[Saved data entries]
┏━━

// SPDX-License-Identifier: MPL-2.0
use webgrab::config::{self, Config, DEFAULT_ENDPOINT};
use webgrab::i18n::fluent::I18n;
use webgrab::scrape::{self, download};
use webgrab::ui::theming::ThemeMode;
use std::path::PathBuf;
use tempfile::tempdir;

#[test]
fn test_language_change_via_config() {
    // Create a temporary directory for the config file
    let dir = tempdir().expect("Failed to create temporary directory");
    let temp_config_file_path = dir.path().join("settings.toml");

    // 1. Initial config: en-US
    let initial_config = Config {
        language: Some("en-US".to_string()),
        ..Config::default()
    };
    config::save_to_path(&initial_config, &temp_config_file_path)
        .expect("Failed to write initial config file");

    // Load i18n with initial config
    let loaded_initial_config = config::load_from_path(&temp_config_file_path)
        .expect("Failed to load initial config from path");
    let i18n_en = I18n::new(None, &loaded_initial_config);
    assert_eq!(i18n_en.current_locale().to_string(), "en-US");

    // 2. Change config to fr
    let french_config = Config {
        language: Some("fr".to_string()),
        ..Config::default()
    };
    config::save_to_path(&french_config, &temp_config_file_path)
        .expect("Failed to write french config file");

    // Load i18n with french config
    let loaded_french_config = config::load_from_path(&temp_config_file_path)
        .expect("Failed to load french config from path");
    let i18n_fr = I18n::new(None, &loaded_french_config);
    assert_eq!(i18n_fr.current_locale().to_string(), "fr");

    dir.close().expect("Failed to close temporary directory");
}

#[test]
fn cli_language_overrides_config_language() {
    let config = Config {
        language: Some("en-US".to_string()),
        ..Config::default()
    };
    let i18n = I18n::new(Some("fr".to_string()), &config);
    assert_eq!(i18n.current_locale().to_string(), "fr");
}

#[test]
fn config_round_trip_preserves_every_preference() {
    let dir = tempdir().expect("Failed to create temporary directory");
    let path = dir.path().join("settings.toml");

    let config = Config {
        language: Some("fr".to_string()),
        endpoint: Some("http://127.0.0.1:8080/scrape".to_string()),
        download_dir: Some(PathBuf::from("/tmp/webgrab-downloads")),
        theme_mode: ThemeMode::Dark,
    };

    config::save_to_path(&config, &path).expect("Failed to save config");
    let loaded = config::load_from_path(&path).expect("Failed to load config");

    assert_eq!(loaded, config);
}

#[test]
fn corrupt_config_falls_back_to_defaults() {
    let dir = tempdir().expect("Failed to create temporary directory");
    let path = dir.path().join("settings.toml");
    std::fs::write(&path, "][ this is not toml").expect("Failed to write file");

    let loaded = config::load_from_path(&path).expect("Load should tolerate corrupt files");
    assert_eq!(loaded.effective_endpoint(), DEFAULT_ENDPOINT);
}

#[test]
fn scrape_response_parsing_matches_service_contract() {
    // Full reply
    let images =
        scrape::parse_response(r#"{"images": ["https://a/1.png", "https://a/2.png"]}"#).unwrap();
    assert_eq!(images.len(), 2);

    // No images found: absent field, not an error
    let images = scrape::parse_response("{}").unwrap();
    assert!(images.is_empty());

    // Garbage is an error
    assert!(scrape::parse_response("<!DOCTYPE html>").is_err());
}

#[test]
fn suggested_filenames_are_usable_on_disk() {
    assert_eq!(
        download::suggested_filename("https://cdn.example.com/photos/cat.png?w=640"),
        "cat.png"
    );

    // A bare host has no usable segment and yields a timestamped name
    let fallback = download::suggested_filename("https://example.com");
    assert!(fallback.starts_with("image-"));
    assert!(!fallback.contains('/'));
    assert!(!fallback.contains(':'));
}

#[tokio::test]
async fn fetch_against_unreachable_endpoint_reports_connection_error() {
    use webgrab::error::FetchError;
    use webgrab::scrape::ScrapeClient;

    // Discard port on loopback refuses the connection immediately.
    let client = ScrapeClient::new("http://127.0.0.1:9").expect("client construction");
    let result = client.fetch_images("https://example.com".to_string()).await;

    match result {
        Err(FetchError::Connection(_) | FetchError::Other(_)) => {}
        other => panic!("expected a connection-class error, got {other:?}"),
    }
}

┗━━

Transcribe the records in full, so that each line reads exactly as before.

// SPDX-License-Identifier: MPL-2.0
use webgrab::config::{self, Config, DEFAULT_ENDPOINT};
use webgrab::i18n::fluent::I18n;
use webgrab::scrape::{self, download};
use webgrab::ui::theming::ThemeMode;
use std::path::PathBuf;
use tempfile::tempdir;

#[test]
fn test_language_change_via_config() {
    // Create a temporary directory for the config file
    let dir = tempdir().expect("Failed to create temporary directory");
    let temp_config_file_path = dir.path().join("settings.toml");

    // 1. Initial config: en-US
    let initial_config = Config {
        language: Some("en-US".to_string()),
        ..Config::default()
    };
    config::save_to_path(&initial_config, &temp_config_file_path)
        .expect("Failed to write initial config file");

    // Load i18n with initial config
    let loaded_initial_config = config::load_from_path(&temp_config_file_path)
        .expect("Failed to load initial config from path");
    let i18n_en = I18n::new(None, &loaded_initial_config);
    assert_eq!(i18n_en.current_locale().to_string(), "en-US");

    // 2. Change config to fr
    let french_config = Config {
        language: Some("fr".to_string()),
        ..Config::default()
    };
    config::save_to_path(&french_config, &temp_config_file_path)
        .expect("Failed to write french config file");

    // Load i18n with french config
    let loaded_french_config = config::load_from_path(&temp_config_file_path)
        .expect("Failed to load french config from path");
    let i18n_fr = I18n::new(None, &loaded_french_config);
    assert_eq!(i18n_fr.current_locale().to_string(), "fr");

    dir.close().expect("Failed to close temporary directory");
}

#[test]
fn cli_language_overrides_config_language() {
    let config = Config {
        language: Some("en-US".to_string()),
        ..Config::default()
    };
    let i18n = I18n::new(Some("fr".to_string()), &config);
    assert_eq!(i18n.current_locale().to_string(), "fr");
}

#[test]
fn config_round_trip_preserves_every_preference() {
    let dir = tempdir().expect("Failed to create temporary directory");
    let path = dir.path().join("settings.toml");

    let config = Config {
        language: Some("fr".to_string()),
        endpoint: Some("http://127.0.0.1:8080/scrape".to_string()),
        download_dir: Some(PathBuf::from("/tmp/webgrab-downloads")),
        theme_mode: ThemeMode::Dark,
    };

    config::save_to_path(&config, &path).expect("Failed to save config");
    let loaded = config::load_from_path(&path).expect("Failed to load config");

    assert_eq!(loaded, config);
}

#[test]
fn corrupt_config_falls_back_to_defaults() {
    let dir = tempdir().expect("Failed to create temporary directory");
    let path = dir.path().join("settings.toml");
    std::fs::write(&path, "][ this is not toml").expect("Failed to write file");

    let loaded = config::load_from_path(&path).expect("Load should tolerate corrupt files");
    assert_eq!(loaded.effective_endpoint(), DEFAULT_ENDPOINT);
}

#[test]
fn scrape_response_parsing_matches_service_contract() {
    // Full reply
    let images =
        scrape::parse_response(r#"{"images": ["https://a/1.png", "https://a/2.png"]}"#).unwrap();
    assert_eq!(images.len(), 2);

    // No images found: absent field, not an error
    let images = scrape::parse_response("{}").unwrap();
    assert!(images.is_empty());

    // Garbage is an error
    assert!(scrape::parse_response("<!DOCTYPE html>").is_err());
}

#[test]
fn suggested_filenames_are_usable_on_disk() {
    assert_eq!(
        download::suggested_filename("https://cdn.example.com/photos/cat.png?w=640"),
        "cat.png"
    );

    // A bare host has no usable segment and yields a timestamped name
    let fallback = download::suggested_filename("https://example.com");
    assert!(fallback.starts_with("image-"));
    assert!(!fallback.contains('/'));
    assert!(!fallback.contains(':'));
}

#[tokio::test]
async fn fetch_against_unreachable_endpoint_reports_connection_error() {
    use webgrab::error::FetchError;
    use webgrab::scrape::ScrapeClient;

    // Discard port on loopback refuses the connection immediately.
    let client = ScrapeClient::new("http://127.0.0.1:9").expect("client construction");
    let result = client.fetch_images("https://example.com".to_string()).await;

    match result {
        Err(FetchError::Connection(_) | FetchError::Other(_)) => {}
        other => panic!("expected a connection-class error, got {other:?}"),
    }
}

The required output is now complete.